Scan the listing below. Copy each line that contains "hour".
(DATA EXTRACTS Opens)
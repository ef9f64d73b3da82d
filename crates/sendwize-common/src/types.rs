//! Common types for Sendwize

use chrono::{DateTime, NaiveDate, NaiveDateTime, TimeZone, Utc};
use serde::{Deserialize, Serialize};

/// Timestamp wrapper
pub type Timestamp = DateTime<Utc>;

/// Simple deliverability syntax check: `local@domain.tld`, no whitespace,
/// exactly one `@`, and a dot inside the domain with text on both sides.
pub fn is_valid_email(s: &str) -> bool {
    if s.chars().any(char::is_whitespace) {
        return false;
    }
    let Some((local, domain)) = s.split_once('@') else {
        return false;
    };
    if local.is_empty() || domain.contains('@') {
        return false;
    }
    domain
        .char_indices()
        .any(|(pos, c)| c == '.' && pos > 0 && pos + 1 < domain.len())
}

/// One marketing contact as supplied by the caller
#[derive(Debug, Clone, PartialEq, Eq, Serialize, Deserialize)]
#[serde(rename_all = "camelCase")]
pub struct ContactRecord {
    pub email: String,
    #[serde(default, skip_serializing_if = "Option::is_none")]
    pub consent_date: Option<String>,
    #[serde(default, skip_serializing_if = "Option::is_none")]
    pub consent_method: Option<String>,
    #[serde(default, skip_serializing_if = "Option::is_none")]
    pub source: Option<String>,
}

impl ContactRecord {
    /// Create a contact with only an email address
    pub fn new(email: impl Into<String>) -> Self {
        Self {
            email: email.into(),
            consent_date: None,
            consent_method: None,
            source: None,
        }
    }

    pub fn with_consent_date(mut self, date: impl Into<String>) -> Self {
        self.consent_date = Some(date.into());
        self
    }

    pub fn with_consent_method(mut self, method: impl Into<String>) -> Self {
        self.consent_method = Some(method.into());
        self
    }

    pub fn with_source(mut self, source: impl Into<String>) -> Self {
        self.source = Some(source.into());
        self
    }

    /// Parsed consent date, `None` when it cannot be understood
    pub fn parsed_consent_date(&self) -> Option<Timestamp> {
        self.consent_date.as_deref().and_then(parse_date)
    }
}

/// Parse a consent date.
///
/// Accepts RFC 3339, `YYYY-MM-DDTHH:MM:SS`, `YYYY-MM-DD`, `YYYY/MM/DD`
/// and day-first `DD/MM/YYYY`. Date-only values are midnight UTC.
pub fn parse_date(raw: &str) -> Option<Timestamp> {
    let raw = raw.trim();
    if raw.is_empty() {
        return None;
    }

    if let Ok(dt) = DateTime::parse_from_rfc3339(raw) {
        return Some(dt.with_timezone(&Utc));
    }

    for format in ["%Y-%m-%dT%H:%M:%S%.f", "%Y-%m-%d %H:%M:%S"] {
        if let Ok(naive) = NaiveDateTime::parse_from_str(raw, format) {
            return Some(Utc.from_utc_datetime(&naive));
        }
    }

    for format in ["%Y-%m-%d", "%Y/%m/%d", "%d/%m/%Y"] {
        if let Ok(date) = NaiveDate::parse_from_str(raw, format) {
            return date.and_hms_opt(0, 0, 0).map(|naive| Utc.from_utc_datetime(&naive));
        }
    }

    None
}

/// How many contacts are existing customers
#[derive(Debug, Clone, Copy, PartialEq, Eq, Serialize, Deserialize)]
#[serde(rename_all = "lowercase")]
pub enum CustomerType {
    All,
    Some,
    None,
}

/// How the marketed products relate to what customers bought
#[derive(Debug, Clone, Copy, PartialEq, Eq, Serialize, Deserialize)]
#[serde(rename_all = "lowercase")]
pub enum ProductType {
    Similar,
    Different,
    Mixed,
}

/// Audience of the list
#[derive(Debug, Clone, Copy, PartialEq, Eq, Serialize, Deserialize)]
#[serde(rename_all = "lowercase")]
pub enum EmailType {
    B2b,
    B2c,
    Mixed,
}

/// Parameters for one consent audit call
#[derive(Debug, Clone, Serialize, Deserialize)]
#[serde(rename_all = "camelCase")]
pub struct ConsentAuditConfig {
    pub customer_type: CustomerType,
    pub product_type: ProductType,
    pub email_type: EmailType,
    /// Injected "now" used for consent age and expiry projection
    pub evaluation_date: Timestamp,
}

/// Risk bucket derived from a consent score
#[derive(Debug, Clone, Copy, PartialEq, Eq, Hash, PartialOrd, Ord, Serialize, Deserialize)]
#[serde(rename_all = "lowercase")]
pub enum Bucket {
    Safe,
    Probably,
    Risky,
    Danger,
}

impl Bucket {
    /// Map a score to its bucket: safe >= 90, probably >= 70, risky >= 40
    pub fn from_score(score: u8) -> Self {
        match score {
            90..=u8::MAX => Bucket::Safe,
            70..=89 => Bucket::Probably,
            40..=69 => Bucket::Risky,
            _ => Bucket::Danger,
        }
    }

    pub fn as_str(&self) -> &'static str {
        match self {
            Bucket::Safe => "safe",
            Bucket::Probably => "probably",
            Bucket::Risky => "risky",
            Bucket::Danger => "danger",
        }
    }
}

impl std::fmt::Display for Bucket {
    fn fmt(&self, f: &mut std::fmt::Formatter<'_>) -> std::fmt::Result {
        f.write_str(self.as_str())
    }
}

/// Outcome of one content or vendor check
#[derive(Debug, Clone, Copy, PartialEq, Eq, Hash, Serialize, Deserialize)]
#[serde(rename_all = "lowercase")]
pub enum CheckStatus {
    Pass,
    Warning,
    Fail,
    Info,
}

/// Severity of a list hygiene warning
#[derive(Debug, Clone, Copy, PartialEq, Eq, Hash, PartialOrd, Ord, Serialize, Deserialize)]
#[serde(rename_all = "lowercase")]
pub enum Severity {
    Critical,
    Warning,
    Info,
}

#[cfg(test)]
mod tests {
    use super::*;
    use chrono::{Datelike, Timelike};

    #[test]
    fn test_email_syntax() {
        assert!(is_valid_email("a@b.com"));
        assert!(is_valid_email("first.last@sub.example.co.uk"));
        assert!(is_valid_email("a@b.com."));
        assert!(!is_valid_email("a@b"));
        assert!(!is_valid_email("a@.com"));
        assert!(!is_valid_email("a@b."));
        assert!(!is_valid_email("@b.com"));
        assert!(!is_valid_email("a b@c.com"));
        assert!(!is_valid_email("a@b@c.com"));
        assert!(!is_valid_email(""));
    }

    #[test]
    fn test_bucket_thresholds() {
        assert_eq!(Bucket::from_score(100), Bucket::Safe);
        assert_eq!(Bucket::from_score(90), Bucket::Safe);
        assert_eq!(Bucket::from_score(89), Bucket::Probably);
        assert_eq!(Bucket::from_score(70), Bucket::Probably);
        assert_eq!(Bucket::from_score(69), Bucket::Risky);
        assert_eq!(Bucket::from_score(40), Bucket::Risky);
        assert_eq!(Bucket::from_score(39), Bucket::Danger);
        assert_eq!(Bucket::from_score(0), Bucket::Danger);
    }

    #[test]
    fn test_parse_date_formats() {
        let iso = parse_date("2023-04-05").unwrap();
        assert_eq!((iso.year(), iso.month(), iso.day()), (2023, 4, 5));
        assert_eq!(iso.hour(), 0);

        let uk = parse_date("05/04/2023").unwrap();
        assert_eq!(uk, iso);

        let slashed = parse_date("2023/04/05").unwrap();
        assert_eq!(slashed, iso);

        let rfc = parse_date("2023-04-05T10:30:00+01:00").unwrap();
        assert_eq!(rfc.hour(), 9);

        let naive = parse_date("2023-04-05T10:30:00").unwrap();
        assert_eq!(naive.hour(), 10);
    }

    #[test]
    fn test_parse_date_rejects_garbage() {
        assert!(parse_date("").is_none());
        assert!(parse_date("   ").is_none());
        assert!(parse_date("last spring").is_none());
        assert!(parse_date("2023-13-40").is_none());
    }

    #[test]
    fn test_contact_deserialize_camel_case() {
        let contact: ContactRecord = serde_json::from_value(serde_json::json!({
            "email": "a@b.com",
            "consentDate": "2024-01-01",
            "consentMethod": "Double opt-in"
        }))
        .unwrap();
        assert_eq!(contact.consent_date.as_deref(), Some("2024-01-01"));
        assert_eq!(contact.consent_method.as_deref(), Some("Double opt-in"));
        assert!(contact.source.is_none());
    }
}
//! Consent record auditing
//!
//! Classifies each contact's marketing consent under PECR and produces a
//! 0-100 score, a category label and a risk bucket.

mod auditor;

pub use auditor::{
    derive_facts, is_consumer_domain, screen, Adjustment, AuditResult, ConsentFacts,
    ConsentRecordAuditor, HardViolation, ScoreEffect, CONSUMER_DOMAINS,
};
(DATA EXTRACTS Closes)
* **ANSWER SPACE**
        assert_eq!(iso.hour(), 0);
        assert_eq!(rfc.hour(), 9);
        assert_eq!(naive.hour(), 10);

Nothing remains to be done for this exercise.